● Dataset entries:
┄┄┄┄┄┄┄┄┄┄┄┄┄┄┄┄┄┄┄┄

impl<C: Clock, R: RandomSource> GeneratorSystem<C, R> {
    pub fn new(clock: C, rng: R) -> Self {
        Self {
            clock,
            rng,
            generators: SlotMap::with_key(),
            events: EventBus::new(),
            placement: PlacementSettings::default(),
            next_effect: 0,
        }
    }

    pub fn with_placement(mut self, placement: PlacementSettings) -> Self {
        self.placement = placement;
        self
    }

    pub fn placement(&self) -> &PlacementSettings {
        &self.placement
    }

    pub fn clock(&self) -> &C {
        &self.clock
    }

    // -- Registry --

    /// Register a generator. It starts Idle and off cooldown.
    pub fn add_generator(&mut self, spec: GeneratorSpec) -> GeneratorId {
        let id = self.generators.insert(Generator::new(spec));
        tracing::debug!(generator = ?id, "generator added");
        id
    }

    /// Drop a generator. A run in progress ends without completing; its
    /// looping effect is stopped.
    pub fn remove_generator(&mut self, id: GeneratorId) -> Option<Generator> {
        let generator = self.generators.remove(id)?;
        if let GeneratorPhase::Producing { effect, .. } = generator.phase {
            self.events.emit(GeneratorEvent::EffectStopped {
                generator: id,
                effect,
            });
        }
        Some(generator)
    }

    pub fn generator(&self, id: GeneratorId) -> Option<&Generator> {
        self.generators.get(id)
    }

    pub fn generators(&self) -> impl Iterator<Item = (GeneratorId, &Generator)> {
        self.generators.iter()
    }

    pub fn len(&self) -> usize {
        self.generators.len()
    }

    pub fn is_empty(&self) -> bool {
        self.generators.is_empty()
    }

    // -- Events --

    pub fn events(&self) -> &EventBus<GeneratorEvent> {
        &self.events
    }

    pub fn events_mut(&mut self) -> &mut EventBus<GeneratorEvent> {
        &mut self.events
    }

    /// Deliver pending events to subscribers and return them.
    pub fn deliver_events(&mut self) -> Vec<GeneratorEvent> {
        self.events.deliver()
    }

    // -- Lifecycle --

    /// Try to begin a production run. Returns false, changing nothing, if
    /// the generator is unknown, already producing, unpowered, on cooldown,
    /// or cannot pay its material cost.
    pub fn try_start(&mut self, id: GeneratorId, env: &mut GeneratorEnv<'_>) -> bool {
        let now = self.clock.now();
        let Some(generator) = self.generators.get_mut(id) else {
            tracing::debug!(generator = ?id, "start refused: unknown generator");
            return false;
        };
        if generator.is_producing() {
            tracing::debug!(generator = ?id, "start refused: already producing");
            return false;
        }
        if !env.power.is_powered(id) {
            tracing::debug!(generator = ?id, "start refused: unpowered");
            return false;
        }
        if now < generator.cooldown_end {
            tracing::debug!(generator = ?id, now, cooldown_end = generator.cooldown_end, "start refused: cooling down");
            return false;
        }
        let cost = -i64::from(generator.spec.material_per_production);
        if !env.materials.try_change_amount(id, &generator.spec.required_material, cost) {
            tracing::debug!(generator = ?id, material = %generator.spec.required_material, "start refused: not enough material");
            return false;
        }

        let effect = EffectHandle(self.next_effect);
        self.next_effect += 1;
        generator.phase = GeneratorPhase::Producing {
            end_time: now.saturating_add(generator.spec.generation_length),
            effect,
        };
        generator.cooldown_end = now.saturating_add(generator.spec.cooldown_length);

        self.events.emit(GeneratorEvent::EffectStarted {
            generator: id,
            effect,
            sound: generator.spec.generating_sound.clone(),
        });
        self.events.emit(GeneratorEvent::VisualChanged {
            generator: id,
            generating: true,
        });
        self.events.emit(GeneratorEvent::UiStateChanged {
            generator: id,
            state: generator.ui_state(id, &*env.materials),
        });
        tracing::debug!(generator = ?id, now, "production started");
        true
    }

    /// Complete every run whose end time has passed. Returns the generators
    /// that completed this tick, in no particular order.
    pub fn on_tick(&mut self, grids: &dyn GridLocator) -> Vec<GeneratorId> {
        let now = self.clock.now();
        let due: Vec<GeneratorId> = self
            .generators
            .iter()
            .filter(|(_, generator)| generator.is_due(now))
            .map(|(id, _)| id)
            .collect();

        due.into_iter()
            .filter(|&id| self.complete(id, grids))
            .collect()
    }

    /// Finish a run: stop the effect, place and request the spawn, and
    /// announce it. A generator with no spawn grid stays Producing and is
    /// retried next tick.
    fn complete(&mut self, id: GeneratorId, grids: &dyn GridLocator) -> bool {
        let Some(generator) = self.generators.get_mut(id) else {
            return false;
        };
        let GeneratorPhase::Producing { effect, .. } = generator.phase else {
            return false;
        };
        let Some((grid_id, grid)) = grids.spawn_grid(id) else {
            tracing::warn!(generator = ?id, "no spawn grid, deferring completion");
            return false;
        };

        generator.phase = GeneratorPhase::Idle;
        let spec = &generator.spec;
        self.events.emit(GeneratorEvent::EffectStopped {
            generator: id,
            effect,
        });

        let outcome = find_placement_on_grid(grid, &self.placement, &mut self.rng);
        let position = outcome.position();
        let message = format!("Anomaly {} was spawned at {}.", spec.spawner_prototype, position);
        tracing::info!(generator = ?id, fallback = outcome.is_fallback(), attempts = outcome.attempts(), "{message}");

        self.events.emit(GeneratorEvent::Audit {
            generator: id,
            message: message.clone(),
        });
        self.events.emit(GeneratorEvent::AdminAnnouncement { message });
        self.events.emit(GeneratorEvent::SpawnRequested {
            generator: id,
            prototype: spec.spawner_prototype.clone(),
            grid: grid_id,
            position,
            outcome,
        });
        self.events.emit(GeneratorEvent::VisualChanged {
            generator: id,
            generating: false,
        });
        self.events.emit(GeneratorEvent::CuePlayed {
            generator: id,
            sound: spec.finished_sound.clone(),
        });
        self.events.emit(GeneratorEvent::Broadcast {
            generator: id,
            channel: spec.broadcast_channel.clone(),
            message: spec.announcement.clone(),
        });
        true
    }

    // -- Pause --

    /// Shift a generator's timers forward by the paused duration. Each
    /// report sequence is applied at most once; returns false if ignored.
    pub fn on_unpaused(&mut self, id: GeneratorId, report: Unpaused) -> bool {
        let Some(generator) = self.generators.get_mut(id) else {
            return false;
        };
        if report.sequence <= generator.last_unpause {
            tracing::debug!(generator = ?id, sequence = report.sequence, "pause report already applied");
            return false;
        }
        generator.last_unpause = report.sequence;
        generator.cooldown_end = generator.cooldown_end.saturating_add(report.paused_for);
        if let GeneratorPhase::Producing { end_time, .. } = &mut generator.phase {
            *end_time = end_time.saturating_add(report.paused_for);
        }
        true
    }

    /// Apply a station-wide pause report to every generator.
    pub fn on_unpaused_all(&mut self, report: Unpaused) {
        let ids: Vec<GeneratorId> = self.generators.keys().collect();
        for id in ids {
            self.on_unpaused(id, report);
        }
    }

    // -- Glue --

    /// Ambient hum follows power.
    pub fn on_power_changed(&mut self, id: GeneratorId, powered: bool) {
        if self.generators.contains_key(id) {
            self.events.emit(GeneratorEvent::AmbienceChanged {
                generator: id,
                enabled: powered,
            });
        }
    }

    pub fn on_material_changed(&mut self, id: GeneratorId, materials: &dyn MaterialStorage) {
        self.push_ui_state(id, materials);
    }

    pub fn on_ui_opened(&mut self, id: GeneratorId, materials: &dyn MaterialStorage) {
        self.push_ui_state(id, materials);
    }

    /// Current UI snapshot for a generator.
    pub fn ui_state(&self, id: GeneratorId, materials: &dyn MaterialStorage) -> Option<GeneratorUiState> {
        self.generators
            .get(id)
            .map(|generator| generator.ui_state(id, materials))
    }

    fn push_ui_state(&mut self, id: GeneratorId, materials: &dyn MaterialStorage) {
        if let Some(state) = self.ui_state(id, materials) {
            self.events.emit(GeneratorEvent::UiStateChanged { generator: id, state });
        }
    }
}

┄┄┄┄┄┄┄┄┄┄┄┄┄┄┄┄┄┄┄┄

● Task to carry out: Retype the records above in full, matching each line exactly.

● Finished exercise:
impl<C: Clock, R: RandomSource> GeneratorSystem<C, R> {
    pub fn new(clock: C, rng: R) -> Self {
        Self {
            clock,
            rng,
            generators: SlotMap::with_key(),
            events: EventBus::new(),
            placement: PlacementSettings::default(),
            next_effect: 0,
        }
    }

    pub fn with_placement(mut self, placement: PlacementSettings) -> Self {
        self.placement = placement;
        self
    }

    pub fn placement(&self) -> &PlacementSettings {
        &self.placement
    }

    pub fn clock(&self) -> &C {
        &self.clock
    }

    // -- Registry --

    /// Register a generator. It starts Idle and off cooldown.
    pub fn add_generator(&mut self, spec: GeneratorSpec) -> GeneratorId {
        let id = self.generators.insert(Generator::new(spec));
        tracing::debug!(generator = ?id, "generator added");
        id
    }

    /// Drop a generator. A run in progress ends without completing; its
    /// looping effect is stopped.
    pub fn remove_generator(&mut self, id: GeneratorId) -> Option<Generator> {
        let generator = self.generators.remove(id)?;
        if let GeneratorPhase::Producing { effect, .. } = generator.phase {
            self.events.emit(GeneratorEvent::EffectStopped {
                generator: id,
                effect,
            });
        }
        Some(generator)
    }

    pub fn generator(&self, id: GeneratorId) -> Option<&Generator> {
        self.generators.get(id)
    }

    pub fn generators(&self) -> impl Iterator<Item = (GeneratorId, &Generator)> {
        self.generators.iter()
    }

    pub fn len(&self) -> usize {
        self.generators.len()
    }

    pub fn is_empty(&self) -> bool {
        self.generators.is_empty()
    }

    // -- Events --

    pub fn events(&self) -> &EventBus<GeneratorEvent> {
        &self.events
    }

    pub fn events_mut(&mut self) -> &mut EventBus<GeneratorEvent> {
        &mut self.events
    }

    /// Deliver pending events to subscribers and return them.
    pub fn deliver_events(&mut self) -> Vec<GeneratorEvent> {
        self.events.deliver()
    }

    // -- Lifecycle --

    /// Try to begin a production run. Returns false, changing nothing, if
    /// the generator is unknown, already producing, unpowered, on cooldown,
    /// or cannot pay its material cost.
    pub fn try_start(&mut self, id: GeneratorId, env: &mut GeneratorEnv<'_>) -> bool {
        let now = self.clock.now();
        let Some(generator) = self.generators.get_mut(id) else {
            tracing::debug!(generator = ?id, "start refused: unknown generator");
            return false;
        };
        if generator.is_producing() {
            tracing::debug!(generator = ?id, "start refused: already producing");
            return false;
        }
        if !env.power.is_powered(id) {
            tracing::debug!(generator = ?id, "start refused: unpowered");
            return false;
        }
        if now < generator.cooldown_end {
            tracing::debug!(generator = ?id, now, cooldown_end = generator.cooldown_end, "start refused: cooling down");
            return false;
        }
        let cost = -i64::from(generator.spec.material_per_production);
        if !env.materials.try_change_amount(id, &generator.spec.required_material, cost) {
            tracing::debug!(generator = ?id, material = %generator.spec.required_material, "start refused: not enough material");
            return false;
        }

        let effect = EffectHandle(self.next_effect);
        self.next_effect += 1;
        generator.phase = GeneratorPhase::Producing {
            end_time: now.saturating_add(generator.spec.generation_length),
            effect,
        };
        generator.cooldown_end = now.saturating_add(generator.spec.cooldown_length);

        self.events.emit(GeneratorEvent::EffectStarted {
            generator: id,
            effect,
            sound: generator.spec.generating_sound.clone(),
        });
        self.events.emit(GeneratorEvent::VisualChanged {
            generator: id,
            generating: true,
        });
        self.events.emit(GeneratorEvent::UiStateChanged {
            generator: id,
            state: generator.ui_state(id, &*env.materials),
        });
        tracing::debug!(generator = ?id, now, "production started");
        true
    }

    /// Complete every run whose end time has passed. Returns the generators
    /// that completed this tick, in no particular order.
    pub fn on_tick(&mut self, grids: &dyn GridLocator) -> Vec<GeneratorId> {
        let now = self.clock.now();
        let due: Vec<GeneratorId> = self
            .generators
            .iter()
            .filter(|(_, generator)| generator.is_due(now))
            .map(|(id, _)| id)
            .collect();

        due.into_iter()
            .filter(|&id| self.complete(id, grids))
            .collect()
    }

    /// Finish a run: stop the effect, place and request the spawn, and
    /// announce it. A generator with no spawn grid stays Producing and is
    /// retried next tick.
    fn complete(&mut self, id: GeneratorId, grids: &dyn GridLocator) -> bool {
        let Some(generator) = self.generators.get_mut(id) else {
            return false;
        };
        let GeneratorPhase::Producing { effect, .. } = generator.phase else {
            return false;
        };
        let Some((grid_id, grid)) = grids.spawn_grid(id) else {
            tracing::warn!(generator = ?id, "no spawn grid, deferring completion");
            return false;
        };

        generator.phase = GeneratorPhase::Idle;
        let spec = &generator.spec;
        self.events.emit(GeneratorEvent::EffectStopped {
            generator: id,
            effect,
        });

        let outcome = find_placement_on_grid(grid, &self.placement, &mut self.rng);
        let position = outcome.position();
        let message = format!("Anomaly {} was spawned at {}.", spec.spawner_prototype, position);
        tracing::info!(generator = ?id, fallback = outcome.is_fallback(), attempts = outcome.attempts(), "{message}");

        self.events.emit(GeneratorEvent::Audit {
            generator: id,
            message: message.clone(),
        });
        self.events.emit(GeneratorEvent::AdminAnnouncement { message });
        self.events.emit(GeneratorEvent::SpawnRequested {
            generator: id,
            prototype: spec.spawner_prototype.clone(),
            grid: grid_id,
            position,
            outcome,
        });
        self.events.emit(GeneratorEvent::VisualChanged {
            generator: id,
            generating: false,
        });
        self.events.emit(GeneratorEvent::CuePlayed {
            generator: id,
            sound: spec.finished_sound.clone(),
        });
        self.events.emit(GeneratorEvent::Broadcast {
            generator: id,
            channel: spec.broadcast_channel.clone(),
            message: spec.announcement.clone(),
        });
        true
    }

    // -- Pause --

    /// Shift a generator's timers forward by the paused duration. Each
    /// report sequence is applied at most once; returns false if ignored.
    pub fn on_unpaused(&mut self, id: GeneratorId, report: Unpaused) -> bool {
        let Some(generator) = self.generators.get_mut(id) else {
            return false;
        };
        if report.sequence <= generator.last_unpause {
            tracing::debug!(generator = ?id, sequence = report.sequence, "pause report already applied");
            return false;
        }
        generator.last_unpause = report.sequence;
        generator.cooldown_end = generator.cooldown_end.saturating_add(report.paused_for);
        if let GeneratorPhase::Producing { end_time, .. } = &mut generator.phase {
            *end_time = end_time.saturating_add(report.paused_for);
        }
        true
    }

    /// Apply a station-wide pause report to every generator.
    pub fn on_unpaused_all(&mut self, report: Unpaused) {
        let ids: Vec<GeneratorId> = self.generators.keys().collect();
        for id in ids {
            self.on_unpaused(id, report);
        }
    }

    // -- Glue --

    /// Ambient hum follows power.
    pub fn on_power_changed(&mut self, id: GeneratorId, powered: bool) {
        if self.generators.contains_key(id) {
            self.events.emit(GeneratorEvent::AmbienceChanged {
                generator: id,
                enabled: powered,
            });
        }
    }

    pub fn on_material_changed(&mut self, id: GeneratorId, materials: &dyn MaterialStorage) {
        self.push_ui_state(id, materials);
    }

    pub fn on_ui_opened(&mut self, id: GeneratorId, materials: &dyn MaterialStorage) {
        self.push_ui_state(id, materials);
    }

    /// Current UI snapshot for a generator.
    pub fn ui_state(&self, id: GeneratorId, materials: &dyn MaterialStorage) -> Option<GeneratorUiState> {
        self.generators
            .get(id)
            .map(|generator| generator.ui_state(id, materials))
    }

    fn push_ui_state(&mut self, id: GeneratorId, materials: &dyn MaterialStorage) {
        if let Some(state) = self.ui_state(id, materials) {
            self.events.emit(GeneratorEvent::UiStateChanged { generator: id, state });
        }
    }
}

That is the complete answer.